OK, my memory is a bit hazy (and I also might be wrong about this), but I think one of the motivations for current design was that two separate services were able to produce istio prometheus metrics that were not available with a single DestinationRule and VirtualService. In other words, it would be possible to graph and compare the metrics of a canary vs. stable service, but not two DestinationRule subsets.

jessesuen commented 4 years ago

That said, I think it is possible to enhance the rollout istio canary implementation to reference a DestinationRule which would be updated by the controller with the canary/stable rollouts-pod-template-hash values.

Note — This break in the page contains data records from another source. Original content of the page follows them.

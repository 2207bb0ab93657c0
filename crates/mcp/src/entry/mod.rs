#![forbid(unsafe_code)]

mod framing;
mod stdio;

pub(crate) use stdio::run_stdio;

hexsel commented 4 years ago

Let me try to give an example:

microservice A is a public endpoint and has a gateway entry
microservice B is internal only, called by microservice A
microservice B should be upgraded via a canary method
because Argo Rollouts requires 2 separate services (stable and canary), and because microservice B isn't exposed through the gateway/virtualservice apparatus, microservice A has to hit the stable service for microservice B directly. This causes microservice B to basically never get any canary traffic.

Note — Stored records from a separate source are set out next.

#![forbid(unsafe_code)]

use super::TrackerError;
use serde_json::Value;
use std::io::Read;
use std::process::{Child, Command, Stdio};
use std::thread;
use std::time::{Duration, Instant};
use tracing::debug;

pub(crate) const GRAPHQL_TIMEOUT: Duration = Duration::from_secs(30);
pub(crate) const LOOKUP_TIMEOUT: Duration = Duration::from_secs(10);

const POLL_INTERVAL: Duration = Duration::from_millis(25);

/// A GraphQL variable as passed to `gh api graphql`.
#[derive(Clone, Debug, PartialEq, Eq)]
pub(crate) enum GraphqlVar {
    /// `-f key=value`, always a string.
    Raw(String),
    /// `-F key=value`, converted by `gh` to a JSON number.
    Int(i64),
}

/// Thin wrapper around the `gh` binary.
#[derive(Clone, Debug)]
pub(crate) struct GhCli {
    bin: String,
    token: Option<String>,
}

impl GhCli {
    pub(crate) fn new(bin: impl Into<String>) -> Self {
        Self {
            bin: bin.into(),
            token: None,
        }
    }

    /// Children run with `GH_TOKEN` set to `token`.
    pub(crate) fn with_token(mut self, token: String) -> Self {
        self.token = Some(token);
        self
    }

    /// Runs `gh <args>` and returns stdout. A non-zero exit is `CommandFailed`
    /// carrying stderr.
    pub(crate) fn run(&self, args: &[String], timeout: Duration) -> Result<String, TrackerError> {
        let mut command = Command::new(&self.bin);
        command
            .args(args)
            .stdin(Stdio::null())
            .stdout(Stdio::piped())
            .stderr(Stdio::piped());
        if let Some(token) = &self.token {
            command.env("GH_TOKEN", token);
        }
        debug!(bin = %self.bin, subcommand = args.first().map(String::as_str).unwrap_or(""), "running gh");

        let child = command.spawn().map_err(|source| TrackerError::Spawn {
            program: self.bin.clone(),
            source,
        })?;
        let output = wait_with_timeout(&self.bin, child, timeout)?;
        if !output.success {
            return Err(TrackerError::CommandFailed(output.stderr.trim().to_string()));
        }
        Ok(output.stdout)
    }

    /// Runs a GraphQL document and returns the parsed response.
    pub(crate) fn graphql(
        &self,
        query: &str,
        variables: &[(&str, GraphqlVar)],
    ) -> Result<Value, TrackerError> {
        let args = graphql_args(query, variables);
        let stdout = self.run(&args, GRAPHQL_TIMEOUT)?;
        let response: Value =
            serde_json::from_str(&stdout).map_err(|err| TrackerError::Parse(err.to_string()))?;
        if let Some(errors) = response.get("errors").and_then(Value::as_array)
            && !errors.is_empty()
        {
            let messages: Vec<&str> = errors
                .iter()
                .filter_map(|err| err.get("message").and_then(Value::as_str))
                .collect();
            return Err(TrackerError::CommandFailed(messages.join("; ")));
        }
        Ok(response)
    }
}

pub(crate) fn graphql_args(query: &str, variables: &[(&str, GraphqlVar)]) -> Vec<String> {
    let mut args = vec![
        "api".to_string(),
        "graphql".to_string(),
        "-f".to_string(),
        format!("query={query}"),
    ];
    for (key, value) in variables {
        match value {
            GraphqlVar::Raw(text) => {
                args.push("-f".to_string());
                args.push(format!("{key}={text}"));
            }
            GraphqlVar::Int(number) => {
                args.push("-F".to_string());
                args.push(format!("{key}={number}"));
            }
        }
    }
    args
}

/// Reads the value at a JSON pointer, naming the path when it is missing.
pub(crate) fn pointer<'a>(value: &'a Value, path: &str) -> Result<&'a Value, TrackerError> {
    value
        .pointer(path)
        .filter(|found| !found.is_null())
        .ok_or_else(|| TrackerError::Parse(format!("missing {path} in response")))
}

struct Output {
    success: bool,
    stdout: String,
    stderr: String,
}

/// Polls the child until it exits or `timeout` elapses, then kills it. Pipes
/// are drained on helper threads so a chatty child cannot block on a full pipe.
fn wait_with_timeout(
    program: &str,
    mut child: Child,
    timeout: Duration,
) -> Result<Output, TrackerError> {
    let stdout = child.stdout.take().map(drain);
    let stderr = child.stderr.take().map(drain);

    let deadline = Instant::now() + timeout;
    let status = loop {
        match child.try_wait() {
            Ok(Some(status)) => break status,
            Ok(None) if Instant::now() >= deadline => {
                let _ = child.kill();
                let _ = child.wait();
                return Err(TrackerError::Timeout(timeout));
            }
            Ok(None) => thread::sleep(POLL_INTERVAL),
            Err(err) => {
                let _ = child.kill();
                return Err(TrackerError::Spawn {
                    program: program.to_string(),
                    source: err,
                });
            }
        }
    };

    let collect = |handle: Option<thread::JoinHandle<String>>| {
        handle
            .and_then(|handle| handle.join().ok())
            .unwrap_or_default()
    };
    Ok(Output {
        success: status.success(),
        stdout: collect(stdout),
        stderr: collect(stderr),
    })
}

fn drain(mut pipe: impl Read + Send + 'static) -> thread::JoinHandle<String> {
    thread::spawn(move || {
        let mut bytes = Vec::new();
        let _ = pipe.read_to_end(&mut bytes);
        String::from_utf8_lossy(&bytes).into_owned()
    })
}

I believe this is because there is no DNS entry for virtualservices, only for services. They should, according to my limited understanding, still route through the mesh, but now you have to forcefully pick the canary service or the production service.

But again, maybe I am misunderstanding some detail here?

hexsel commented 4 years ago

The proposal would be for there to be only one service, and the virtualservice would configure which replicaset gets hit, like in this old Istio example: https://istio.io/latest/blog/2017/0.1-canary/

Argo Rollout would then be responsible only for adjusting the weights in that VirtualService CRD.

hexsel commented 4 years ago

Regarding the metrics issue you mentioned, I admit I do not know if it is possible, but I found this: https://istio.io/latest/docs/tasks/observability/metrics/querying-metrics/

Which seems to indicate you could query metrics for different labels on the same virtual service.

jessesuen commented 4 years ago

Thanks for providing the use case. I believe what you are saying checks out.

Which seems to indicate you could query metrics for different labels on the same virtual service.

Ah. My information was based on what I saw in the default dashboard. But looks like what you are saying is possible.

I think I agree Rollouts should provide multiple options of performing canary:

the current approach, with canary/stable Services, and a VirtualService with canary/stable route destinations to those respective services
a new approach, with a single Service, a DestinationRule with canary/stable subsets, and a VirtualService with a canary/stable route destination to the canary/stable subsets.

Eslamanwar commented 4 years ago

@jessesuen we have the 503 issue when using canary/blue-green strategy with Istio , as istio doesnt expect 2 services points to the same pod , when can we expect the desitinationRule support for argo-rollout ,thank you

aweis89 commented 4 years ago

@jessesuen we have the 503 issue when using canary/blue-green strategy with Istio , as istio doesnt expect 2 services points to the same pod , when can we expect the desitinationRule support for argo-rollout ,thank you

Does it make sense then to eliminate the first option and drop support for canary/stable SVCs and just use subsets for Istio traffic routing? Or is it actually possible to have a single Virtual Service reference multiple SVCs (was not able to get this working myself either)?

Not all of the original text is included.